EXERCISE DETAILS: Give again the lines of the data from its first line through the line with "use crate::snap::step_markers;". Change nothing.

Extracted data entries
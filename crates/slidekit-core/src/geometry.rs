//! Positions derived from configuration and state.
//!
//! Nothing here is stored; a [`SliderGeometry`] is recomputed for every
//! render from the current value(s) and the effective bounds. All offsets
//! are percentages of the track width.

use crate::config::{SliderConfig, Variant};
use crate::snap::step_markers;
use crate::state::{Handle, SliderState, SliderValue};

/// Vertical offset of tooltips above the track, in px.
pub const TOOLTIP_TOP: f32 = -35.0;

/// Opacity applied to the track of a disabled slider.
pub const DISABLED_OPACITY: f32 = 0.5;

/// Highlighted part of the track as left/right insets.
#[derive(Debug, Clone, Copy, PartialEq)]
pub struct FillInsets {
    pub left: f64,
    pub right: f64,
}

impl FillInsets {
    /// Width of the fill in percent.
    pub fn width(&self) -> f64 {
        (100.0 - self.left - self.right).max(0.0)
    }
}

/// A handle's position on the track.
#[derive(Debug, Clone, Copy, PartialEq)]
pub struct HandlePosition {
    pub handle: Handle,
    pub value: f64,
    pub offset: f64,
}

/// Floating label showing a handle's value.
#[derive(Debug, Clone, PartialEq)]
pub struct Tooltip {
    pub handle: Handle,
    pub text: String,
    pub left: f64,
    pub top: f32,
}

/// A discrete step marker.
#[derive(Debug, Clone, Copy, PartialEq)]
pub struct Marker {
    pub value: f64,
    pub offset: f64,
}

/// Everything needed to draw a slider in its current state.
#[derive(Debug, Clone, PartialEq)]
pub struct SliderGeometry {
    pub fill: FillInsets,
    pub handles: Vec<HandlePosition>,
    pub tooltips: Vec<Tooltip>,
    pub markers: Vec<Marker>,
    pub opacity: f32,
}

impl SliderGeometry {
    pub fn compute(config: &SliderConfig, state: &SliderState) -> Self {
        let bounds = config.bounds();

        let handles: Vec<HandlePosition> = match state.value {
            SliderValue::Single(value) => vec![HandlePosition {
                handle: Handle::Start,
                value,
                offset: bounds.percent(value),
            }],
            SliderValue::Range { start, end } => vec![
                HandlePosition {
                    handle: Handle::Start,
                    value: start,
                    offset: bounds.percent(start),
                },
                HandlePosition {
                    handle: Handle::End,
                    value: end,
                    offset: bounds.percent(end),
                },
            ],
        };

        let fill = match state.value {
            SliderValue::Single(value) => FillInsets {
                left: 0.0,
                right: 100.0 - bounds.percent(value),
            },
            SliderValue::Range { start, end } => FillInsets {
                left: bounds.percent(start),
                right: 100.0 - bounds.percent(end),
            },
        };

        let tooltips = if config.tooltip {
            handles
                .iter()
                .map(|h| Tooltip {
                    handle: h.handle,
                    text: format_value(h.value),
                    left: h.offset,
                    top: TOOLTIP_TOP,
                })
                .collect()
        } else {
            Vec::new()
        };

        let markers = if config.variant == Variant::Discrete {
            step_markers(&bounds, config.effective_step())
                .into_iter()
                .map(|value| Marker {
                    value,
                    offset: bounds.percent(value),
                })
                .collect()
        } else {
            Vec::new()
        };

        Self {
            fill,
            handles,
            tooltips,
            markers,
            opacity: if config.disabled { DISABLED_OPACITY } else { 1.0 },
        }
    }

    /// Offset of a handle, if present.
    pub fn handle_offset(&self, handle: Handle) -> Option<f64> {
        self.handles
            .iter()
            .find(|h| h.handle == handle)
            .map(|h| h.offset)
    }
}

/// Format a value for display; whole numbers print without a fraction.
pub fn format_value(value: f64) -> String {
    if value.fract() == 0.0 && value.abs() < 1e15 {
        format!("{}", value as i64)
    } else {
        format!("{}", value)
    }
}

/// Format a percentage as a CSS length.
pub fn format_percent(percent: f64) -> String {
    format!("{}%", format_value(percent))
}

#[cfg(test)]
mod tests {
    use super::*;
    use crate::slider::{Slider, SliderCommand};

    #[test]
    fn test_continuous_fill() {
        let config = SliderConfig::new(Variant::Continuous).with_defaults(50.0, None);
        let geometry = Slider::new(config).geometry();
        assert_eq!(geometry.fill, FillInsets { left: 0.0, right: 50.0 });
        assert_eq!(geometry.fill.width(), 50.0);
        assert!(geometry.markers.is_empty());
    }

    #[test]
    fn test_range_fill() {
        let config = SliderConfig::default().with_defaults(20.0, Some(80.0));
        let geometry = Slider::new(config).geometry();
        assert_eq!(geometry.fill, FillInsets { left: 20.0, right: 20.0 });
        assert_eq!(geometry.handle_offset(Handle::Start), Some(20.0));
        assert_eq!(geometry.handle_offset(Handle::End), Some(80.0));
    }

    #[test]
    fn test_range_fill_offset_bounds() {
        let config = SliderConfig::default()
            .with_bounds(50.0, 250.0)
            .with_defaults(100.0, Some(200.0));
        let geometry = Slider::new(config).geometry();
        assert_eq!(geometry.fill, FillInsets { left: 25.0, right: 25.0 });
    }

    #[test]
    fn test_discrete_markers() {
        let geometry = Slider::new(SliderConfig::new(Variant::Discrete)).geometry();
        let values: Vec<f64> = geometry.markers.iter().map(|m| m.value).collect();
        assert_eq!(values, vec![0.0, 20.0, 40.0, 60.0, 80.0, 100.0]);
        let offsets: Vec<f64> = geometry.markers.iter().map(|m| m.offset).collect();
        assert_eq!(offsets, values);
    }

    #[test]
    fn test_tooltips_follow_handles() {
        let config = SliderConfig::default()
            .with_tooltip(true)
            .with_defaults(25.0, Some(75.0));
        let mut slider = Slider::new(config);
        slider.apply(SliderCommand::Drag {
            handle: Handle::End,
            raw: 60.0,
        });
        let geometry = slider.geometry();
        assert_eq!(geometry.tooltips.len(), 2);
        assert_eq!(geometry.tooltips[0].text, "25");
        assert_eq!(geometry.tooltips[0].left, 25.0);
        assert_eq!(geometry.tooltips[1].text, "60");
        assert_eq!(geometry.tooltips[1].left, 60.0);
        assert_eq!(geometry.tooltips[1].top, TOOLTIP_TOP);
    }

    #[test]
    fn test_no_tooltips_by_default() {
        assert!(Slider::default().geometry().tooltips.is_empty());
    }

    #[test]
    fn test_zero_width_track() {
        let config = SliderConfig::new(Variant::Continuous).with_bounds(10.0, 10.0);
        let geometry = Slider::new(config).geometry();
        assert_eq!(geometry.fill, FillInsets { left: 0.0, right: 100.0 });
        assert_eq!(geometry.handle_offset(Handle::Start), Some(0.0));
        assert!(geometry.fill.left.is_finite() && geometry.fill.right.is_finite());
    }

    #[test]
    fn test_disabled_opacity() {
        let geometry = Slider::new(SliderConfig::default().with_disabled(true)).geometry();
        assert_eq!(geometry.opacity, DISABLED_OPACITY);
        assert_eq!(Slider::default().geometry().opacity, 1.0);
    }

    #[test]
    fn test_format_value() {
        assert_eq!(format_value(40.0), "40");
        assert_eq!(format_value(-3.0), "-3");
        assert_eq!(format_value(12.5), "12.5");
        assert_eq!(format_percent(33.5), "33.5%");
        assert_eq!(format_percent(0.0), "0%");
    }
}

EXPECTED ANSWER:
filename crates/slidekit-core/src/geometry.rs
//! Positions derived from configuration and state.
//!
//! Nothing here is stored; a [`SliderGeometry`] is recomputed for every
//! render from the current value(s) and the effective bounds. All offsets
//! are percentages of the track width.

use crate::config::{SliderConfig, Variant};
use crate::snap::step_markers;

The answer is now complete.